Extraction results queries

Overview

This reference page contains an overview of the API endpoints that can be used to query the extraction results saved internally by DocHeart, as a result of a triggered extraction process finishing.

The next section will provide you with a guide on how to interpret the extraction data object, which is the object that contains the results of an extraction. The sections after that will briefly go over the endpoints you can use to obtain the extracted data.

The Extracted Data Object

As the name suggests, the extracted data object is an object that contains the results of a DocHeart extraction. It is made up of various fields and components that contain useful information about the extraction and validation processes, as well as the extracted data itself.

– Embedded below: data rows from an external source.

//! Global set of mesh names still waiting to be decoded
//!
//! Level tasks insert names while archive tasks claim them. A name is handed
//! out at most once: after a claim, inserting it again has no effect, so the
//! archive task that claims a mesh first is the only one to decode it.

use hashbrown::HashSet;
use parking_lot::Mutex;

#[derive(Debug, Default)]
struct DemandState {
    pending: HashSet<String>,
    claimed: HashSet<String>,
    /// Pending names that may legitimately not exist
    optional: HashSet<String>,
}

#[derive(Debug, Default)]
pub struct DemandSet {
    state: Mutex<DemandState>,
}

/// Names never claimed, split by whether their absence is expected
#[derive(Debug, Clone, Default, PartialEq, Eq)]
pub struct Remaining {
    pub required: Vec<String>,
    pub optional: Vec<String>,
}

impl DemandSet {
    pub fn new() -> Self {
        Self::default()
    }

    /// Demand a name
    ///
    /// A name demanded as required anywhere stays required.
    pub fn insert(&self, name: &str, optional: bool) {
        let mut state = self.state.lock();
        if state.claimed.contains(name) {
            return;
        }
        let fresh = state.pending.insert(name.to_string());
        if optional {
            if fresh {
                state.optional.insert(name.to_string());
            }
        } else {
            state.optional.remove(name);
        }
    }

    /// Take a name
    ///
    /// `Some` for exactly one caller per demanded name, holding whether the
    /// name was only demanded as optional.
    pub fn claim(&self, name: &str) -> Option<bool> {
        let mut state = self.state.lock();
        let name = state.pending.take(name)?;
        let optional = state.optional.remove(&name);
        state.claimed.insert(name);
        Some(optional)
    }

    pub fn contains(&self, name: &str) -> bool {
        self.state.lock().pending.contains(name)
    }

    pub fn is_empty(&self) -> bool {
        self.state.lock().pending.is_empty()
    }

    pub fn len(&self) -> usize {
        self.state.lock().pending.len()
    }

    pub fn into_remaining(self) -> Remaining {
        let state = self.state.into_inner();
        let (mut optional, mut required): (Vec<_>, Vec<_>) = state
            .pending
            .into_iter()
            .partition(|name| state.optional.contains(name));
        required.sort_unstable();
        optional.sort_unstable();
        Remaining { required, optional }
    }
}

#[cfg(test)]
mod tests {
    use super::*;
    use rayon::prelude::*;
    use std::sync::atomic::{AtomicUsize, Ordering};

    #[test]
    fn test_claim_once() {
        let demand = DemandSet::new();
        demand.insert("a.cgf", false);
        demand.insert("a.cgf", false);
        assert_eq!(demand.len(), 1);

        assert_eq!(demand.claim("a.cgf"), Some(false));
        assert_eq!(demand.claim("a.cgf"), None);
        assert_eq!(demand.claim("b.cgf"), None);

        demand.insert("a.cgf", false);
        assert!(demand.is_empty(), "claimed names are not demanded again");
    }

    #[test]
    fn test_required_wins_over_optional() {
        let demand = DemandSet::new();
        demand.insert("town_02.cgf", true);
        demand.insert("town_02.cgf", false);
        demand.insert("town_03.cgf", false);
        demand.insert("town_03.cgf", true);
        demand.insert("town_04.cgf", true);

        let remaining = demand.into_remaining();
        assert_eq!(remaining.required, ["town_02.cgf", "town_03.cgf"]);
        assert_eq!(remaining.optional, ["town_04.cgf"]);
    }

    #[test]
    fn test_claim_reports_optional() {
        let demand = DemandSet::new();
        demand.insert("town_04.cgf", true);
        demand.insert("town_03.cgf", true);
        demand.insert("town_03.cgf", false);

        assert_eq!(demand.claim("town_04.cgf"), Some(true));
        assert_eq!(demand.claim("town_03.cgf"), Some(false));
    }

    #[test]
    fn test_concurrent_claims() {
        let demand = DemandSet::new();
        let names: Vec<String> = (0..200).map(|i| format!("mesh_{i}.cgf")).collect();
        names.par_iter().for_each(|n| demand.insert(n, false));
        assert_eq!(demand.len(), 200);

        let wins = AtomicUsize::new(0);
        (0..8).into_par_iter().for_each(|_| {
            for name in &names {
                if demand.claim(name).is_some() {
                    wins.fetch_add(1, Ordering::Relaxed);
                }
            }
        });

        assert_eq!(wins.load(Ordering::Relaxed), 200);
        assert!(demand.is_empty());
        assert_eq!(demand.into_remaining(), Remaining::default());
    }
}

Before we can go over the extracted data object, however, it is important to understand what extraction targets and extracted targets are.

Extraction Target

An extraction target is an object that is part of a DocHeart configuration. Its role is to describe a unit of extraction within the DocHeart system. In essence, an extraction target is what informs the DocHeart pipeline of what you want to extract from the document. The DocHeart extraction pipeline can be seen as an engine that takes in a set of extraction targets and a document and outputs a set of extracted targets, which contain the data from the document extracted according to the specification defined by the extraction targets. Since DocHeart can perform two types of extractions (field and table), the extraction targets are of 2 types (field and table), and so are their associated extracted targets. Examples of the 2 types of extraction targets are provided below:

  • {
        "id": "c0e671db-1de2-4e68-ba07-f42f971bd3dc",
        "search_area": "24b896bc-f4a8-40fb-ab1c-c8ae4071825a",
        "search_area_type": "box",
        "extraction_group_id": "f42b849a-c338-4408-87e4-5829385b1908",
        "creation_unix_timestamp": 1707201713.2052312,
        "type": "field",
        "name": "Company name",
        "description": "name of company",
        "example": "Fieldlab",
        "validation_tree": {
            "name": "Validation Tree",
            "rule_groups": []
        },
        "is_multiple": false
    }
    
  • {
        "id": "59e9b850-fbbf-4463-b38a-001472a5e411",
        "search_area": "all",
        "search_area_type": "all",
        "extraction_group_id": "83be75ab-953e-4766-8565-359c9861961b",
        "creation_unix_timestamp": 1707215974.5210805,
        "type": "table",
        "header_schema": [
            {
                "id": "1403ef26-8dab-4907-969a-ff48737fe966",
                "name": "Product",
                "header_matching_validation_tree": {
                    "name": "matching_tree",
                    "rule_groups": []
                },
                "extracted_value_validation_tree": {
                    "name": "validation_tree",
                    "rule_groups": []
                },
                "position": 0
            },
            {
                "id": "18ac5be2-ec8c-4244-bb66-1c245d076f84",
                "name": "Count",
                "header_matching_validation_tree": {
                    "name": "matching_tree",
                    "rule_groups": []
                },
                "extracted_value_validation_tree": {
                    "name": "validation_tree",
                    "rule_groups": []
                },
                "position": 1
            },
            {
                "id": "db45b26d-3016-43a7-8c8a-9d400a4dc98f",
                "name": "Price",
                "header_matching_validation_tree": {
                    "name": "matching_tree",
                    "rule_groups": []
                },
                "extracted_value_validation_tree": {
                    "name": "validation_tree",
                    "rule_groups": []
                },
                "position": 2
            }
        ]
    }
    

Extracted Target

As presented in the section before, the extracted targets are the objects produced by the extraction pipeline from the document and the set of extraction targets, which is illustrated in the figure below.

Pipeline process

The mapping between extraction targets and extracted targets is one-to-one. This means that, within one extraction, every extraction target has exactly one child extracted target and every extracted target has exactly one parent extraction target. The id of the parent extraction target is contained inside the child extracted target within the used_extraction_target_id field.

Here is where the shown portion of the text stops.